● **WORK REQUEST**
Your answer should consist of all lines in the listing that hold the word "expect".

[Start of section]

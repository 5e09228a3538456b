//! Core value types shared across the state, logic, network and UI layers.

use serde::{Deserialize, Serialize};

/// A post as served by the remote service.
///
/// Identity is `id`; `user_id` groups posts by owner and is never validated
/// client-side.
#[derive(Clone, Debug, PartialEq, Eq, Hash, Serialize, Deserialize)]
#[serde(rename_all = "camelCase")]
pub struct Post {
    /// Owner of the post.
    pub user_id: u64,
    /// Server-assigned identifier, unique within the collection.
    pub id: u64,
    /// Headline shown in the list and overlays.
    pub title: String,
    /// Free-form content.
    pub body: String,
}

/// A comment attached to a post. Only ever held for the lifetime of one
/// detail overlay activation.
#[derive(Clone, Debug, PartialEq, Eq, Serialize, Deserialize)]
#[serde(rename_all = "camelCase")]
pub struct Comment {
    /// Post this comment belongs to.
    pub post_id: u64,
    /// Comment identifier.
    pub id: u64,
    /// Short subject line.
    pub name: String,
    /// Author email address.
    pub email: String,
    /// Comment text.
    pub body: String,
}

/// Payload for `POST /posts`. The server assigns the id.
#[derive(Clone, Debug, PartialEq, Eq, Serialize)]
#[serde(rename_all = "camelCase")]
pub struct NewPost {
    /// Owner to attribute the post to.
    pub user_id: u64,
    /// Title entered in the create form.
    pub title: String,
    /// Body entered in the create form.
    pub body: String,
}

/// Partial update for `PATCH /posts/{id}`.
///
/// Only fields that are `Some` are serialized, so the server changes exactly
/// what the client supplied.
#[derive(Clone, Debug, Default, PartialEq, Eq, Serialize)]
#[serde(rename_all = "camelCase")]
pub struct PostPatch {
    /// Replacement title.
    #[serde(skip_serializing_if = "Option::is_none")]
    pub title: Option<String>,
    /// Replacement body.
    #[serde(skip_serializing_if = "Option::is_none")]
    pub body: Option<String>,
    /// Reassigned owner.
    #[serde(skip_serializing_if = "Option::is_none")]
    pub user_id: Option<u64>,
}

impl PostPatch {
    /// What: Build a patch that replaces title and body.
    ///
    /// Inputs:
    /// - `title`, `body`: New values taken from an edit draft.
    ///
    /// Output:
    /// - Patch with both text fields set and `user_id` left untouched.
    #[must_use]
    pub fn text(title: impl Into<String>, body: impl Into<String>) -> Self {
        Self {
            title: Some(title.into()),
            body: Some(body.into()),
            user_id: None,
        }
    }

    /// Whether the patch would change nothing.
    #[must_use]
    pub const fn is_empty(&self) -> bool {
        self.title.is_none() && self.body.is_none() && self.user_id.is_none()
    }
}

/// Filter criterion for the post list: every post, or one owner's posts.
#[derive(Clone, Copy, Debug, Default, PartialEq, Eq, Hash)]
pub enum UserFilter {
    /// Show the whole collection.
    #[default]
    All,
    /// Show only posts whose `user_id` matches.
    User(u64),
}

impl UserFilter {
    /// Whether `post` passes this criterion.
    #[must_use]
    pub const fn matches(self, post: &Post) -> bool {
        match self {
            Self::All => true,
            Self::User(id) => post.user_id == id,
        }
    }

    /// The selected user id, if any.
    #[must_use]
    pub const fn user_id(self) -> Option<u64> {
        match self {
            Self::All => None,
            Self::User(id) => Some(id),
        }
    }

    /// Label used by the filter selector in the header.
    #[must_use]
    pub fn label(self) -> String {
        match self {
            Self::All => "All users".to_string(),
            Self::User(id) => format!("User {id}"),
        }
    }
}

#[cfg(test)]
mod tests {
    use super::*;

    #[test]
    /// What: Posts and comments decode from the service's camelCase JSON.
    ///
    /// - Input: Literal JSON objects as returned by the REST service
    /// - Output: Fields land in the snake_case struct members
    fn decodes_camel_case_payloads() {
        let post: Post = serde_json::from_str(
            r#"{"userId":3,"id":21,"title":"asperiores","body":"repellat"}"#,
        )
        .expect("post json");
        assert_eq!(post.user_id, 3);
        assert_eq!(post.id, 21);

        let comment: Comment = serde_json::from_str(
            r#"{"postId":21,"id":101,"name":"quia","email":"a@b.c","body":"text"}"#,
        )
        .expect("comment json");
        assert_eq!(comment.post_id, 21);
        assert_eq!(comment.email, "a@b.c");
    }

    #[test]
    /// What: A patch only carries the fields it was given.
    ///
    /// - Input: Title-only patch and a text patch
    /// - Output: JSON omits absent fields entirely
    fn patch_serializes_supplied_fields_only() {
        let title_only = PostPatch {
            title: Some("X".into()),
            ..PostPatch::default()
        };
        assert_eq!(
            serde_json::to_value(&title_only).expect("json"),
            serde_json::json!({ "title": "X" })
        );
        assert!(!title_only.is_empty());
        assert!(PostPatch::default().is_empty());

        let text = PostPatch::text("t", "b");
        assert_eq!(
            serde_json::to_value(&text).expect("json"),
            serde_json::json!({ "title": "t", "body": "b" })
        );
    }

    #[test]
    /// What: New posts serialize with the service's field names.
    fn new_post_uses_user_id_key() {
        let np = NewPost {
            user_id: 7,
            title: "t".into(),
            body: "b".into(),
        };
        assert_eq!(
            serde_json::to_value(&np).expect("json"),
            serde_json::json!({ "userId": 7, "title": "t", "body": "b" })
        );
    }

    #[test]
    fn user_filter_matches_owner_only() {
        let post = Post {
            user_id: 2,
            id: 1,
            title: String::new(),
            body: String::new(),
        };
        assert!(UserFilter::All.matches(&post));
        assert!(UserFilter::User(2).matches(&post));
        assert!(!UserFilter::User(3).matches(&post));
        assert_eq!(UserFilter::User(2).user_id(), Some(2));
        assert_eq!(UserFilter::All.user_id(), None);
    }
}
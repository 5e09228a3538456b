//! Command-line argument parsing and handling.

pub mod definition;
pub mod utils;

pub use definition::{Args, process_args};
pub use utils::determine_log_level;
//! Terminal rendering: header, post list, footer and overlays.

use ratatui::{
    Frame,
    layout::{Constraint, Direction, Layout, Rect},
    style::{Modifier, Style},
    text::{Line, Span},
    widgets::{Block, BorderType, Borders, List, ListItem, Paragraph},
};

use crate::logic::filter::{current_view, distinct_user_ids};
use crate::state::{AppState, Overlay, UserFilter};
use crate::theme::theme;

pub mod helpers;
mod modals;

use helpers::truncate_to_width;

/// What: Render one frame.
///
/// Inputs:
/// - `f`: Frame to draw into
/// - `app`: Application state (mutable for the list scroll state)
///
/// Output:
/// - None.
///
/// Details:
/// - While the scroll lock is engaged the list is drawn at its pinned
///   offset, so the page behind an overlay does not move.
/// - The blocking alert is drawn last, above any overlay.
pub fn ui(f: &mut Frame, app: &mut AppState) {
    let th = theme();
    let area = f.area();
    f.render_widget(Block::default().style(Style::default().bg(th.base)), area);

    let chunks = Layout::default()
        .direction(Direction::Vertical)
        .constraints([
            Constraint::Length(4),
            Constraint::Min(3),
            Constraint::Length(1),
        ])
        .split(area);

    render_header(f, app, chunks[0]);
    render_list(f, app, chunks[1]);
    render_footer(f, app, chunks[2]);

    modals::render_overlay(f, app, area);
    if let Some(message) = &app.alert {
        modals::render_alert(f, area, message);
    }
}

fn render_header(f: &mut Frame, app: &AppState, area: Rect) {
    let th = theme();
    let ids = distinct_user_ids(app.store.posts());
    let shown = current_view(app).len();

    let mut options = vec![Span::styled("Filter: ", Style::default().fg(th.overlay1))];
    let all = std::iter::once(UserFilter::All).chain(ids.iter().map(|&id| UserFilter::User(id)));
    for (i, option) in all.enumerate() {
        if i > 0 {
            options.push(Span::raw(" "));
        }
        let text = match option {
            UserFilter::All => "All".to_string(),
            UserFilter::User(id) => id.to_string(),
        };
        if option == app.criterion {
            options.push(Span::styled(
                format!("[{text}]"),
                Style::default().fg(th.mauve).add_modifier(Modifier::BOLD),
            ));
        } else {
            options.push(Span::styled(text, Style::default().fg(th.subtext0)));
        }
    }
    // A filtered user whose last post was deleted is no longer offered.
    if let UserFilter::User(id) = app.criterion
        && !ids.contains(&id)
    {
        options.push(Span::styled(
            format!(" [{id}]"),
            Style::default().fg(th.mauve).add_modifier(Modifier::BOLD),
        ));
    }

    let status = if app.loading_posts {
        Span::styled("Loading posts…", Style::default().fg(th.yellow))
    } else {
        Span::styled(
            format!("{shown} of {} posts", app.store.len()),
            Style::default().fg(th.subtext1),
        )
    };
    let lines = vec![
        Line::from(vec![
            Span::styled("Server: ", Style::default().fg(th.overlay1)),
            Span::styled(app.base_url.clone(), Style::default().fg(th.sapphire)),
            Span::raw("  "),
            status,
        ]),
        Line::from(options),
    ];
    let header = Paragraph::new(lines).block(
        Block::default()
            .title(Span::styled(
                " postboard ",
                Style::default().fg(th.mauve).add_modifier(Modifier::BOLD),
            ))
            .borders(Borders::ALL)
            .border_type(BorderType::Rounded)
            .border_style(Style::default().fg(th.surface2)),
    );
    f.render_widget(header, area);
}

fn render_list(f: &mut Frame, app: &mut AppState, area: Rect) {
    let th = theme();
    // Borders plus the highlight symbol.
    let width = usize::from(area.width.saturating_sub(4));

    let items: Vec<ListItem> = current_view(app)
        .into_iter()
        .map(|p| {
            let id = format!("#{} ", p.id);
            let title_width = width.saturating_sub(id.chars().count());
            let meta = format!("  user {}  ", p.user_id);
            let body_width = width.saturating_sub(meta.chars().count());
            ListItem::new(vec![
                Line::from(vec![
                    Span::styled(id, Style::default().fg(th.overlay1)),
                    Span::styled(
                        truncate_to_width(&p.title, title_width),
                        Style::default().fg(th.text).add_modifier(Modifier::BOLD),
                    ),
                ]),
                Line::from(vec![
                    Span::styled(meta, Style::default().fg(th.green)),
                    Span::styled(
                        truncate_to_width(&p.body, body_width),
                        Style::default().fg(th.overlay2),
                    ),
                ]),
            ])
        })
        .collect();
    let count = items.len();

    let title = match app.criterion {
        UserFilter::All => format!("Posts ({count})"),
        UserFilter::User(id) => format!("Posts by user {id} ({count})"),
    };
    let block = Block::default()
        .title(Span::styled(title, Style::default().fg(th.overlay1)))
        .borders(Borders::ALL)
        .border_type(BorderType::Rounded)
        .border_style(Style::default().fg(if app.overlay.is_none() {
            th.surface2
        } else {
            th.surface1
        }));

    if count == 0 {
        let text = if app.loading_posts {
            "Loading…"
        } else {
            "No posts to show"
        };
        let empty = Paragraph::new(Span::styled(text, Style::default().fg(th.overlay1))).block(block);
        f.render_widget(empty, area);
        return;
    }

    if let Some(offset) = app.scroll_lock.pinned_offset() {
        *app.list_state.offset_mut() = offset;
    }
    let list = List::new(items)
        .style(Style::default().fg(th.text).bg(th.base))
        .block(block)
        .highlight_style(Style::default().fg(th.crust).bg(th.lavender))
        .highlight_symbol("> ");
    f.render_stateful_widget(list, area, &mut app.list_state);
}

fn render_footer(f: &mut Frame, app: &AppState, area: Rect) {
    let th = theme();
    let line = if let Some(msg) = &app.toast_message {
        Line::from(Span::styled(
            msg.clone(),
            Style::default().fg(th.yellow).add_modifier(Modifier::BOLD),
        ))
    } else {
        let hints = match &app.overlay {
            Overlay::None => {
                "↑↓ move  Enter open  n new  e edit  d delete  f/F filter  a all  r reload  q quit"
            }
            Overlay::Detail { .. } => "↑↓ scroll comments  e edit  Esc close",
            Overlay::Edit { .. } | Overlay::Create { .. } => {
                "Tab switch field  Enter on body or Ctrl+S save  Esc cancel"
            }
        };
        Line::from(Span::styled(hints, Style::default().fg(th.overlay1)))
    };
    f.render_widget(Paragraph::new(line).style(Style::default().bg(th.mantle)), area);
}
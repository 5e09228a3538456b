use std::time::Duration;

use tokio::sync::mpsc;

/// What: Spawn the tick worker that drives toast expiry and redraws.
///
/// Inputs:
/// - `tick_tx`: Channel sender for tick events
/// - `rate`: Interval between ticks
///
/// Output:
/// - None (spawns async task)
///
/// Details:
/// - Stops once the event loop drops the receiver.
pub fn spawn_tick_worker(tick_tx: mpsc::UnboundedSender<()>, rate: Duration) {
    tokio::spawn(async move {
        let mut interval = tokio::time::interval(rate);
        interval.set_missed_tick_behavior(tokio::time::MissedTickBehavior::Skip);
        loop {
            interval.tick().await;
            if tick_tx.send(()).is_err() {
                break;
            }
        }
    });
}
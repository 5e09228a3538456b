//! Background workers: network calls and the UI tick.

pub mod auxiliary;
pub mod comments;
pub mod posts;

[End of section]

● **SOLUTION TO THIS TASK**
        .expect("post json");
        .expect("comment json");
            serde_json::to_value(&title_only).expect("json"),
            serde_json::to_value(&text).expect("json"),
            serde_json::to_value(&np).expect("json"),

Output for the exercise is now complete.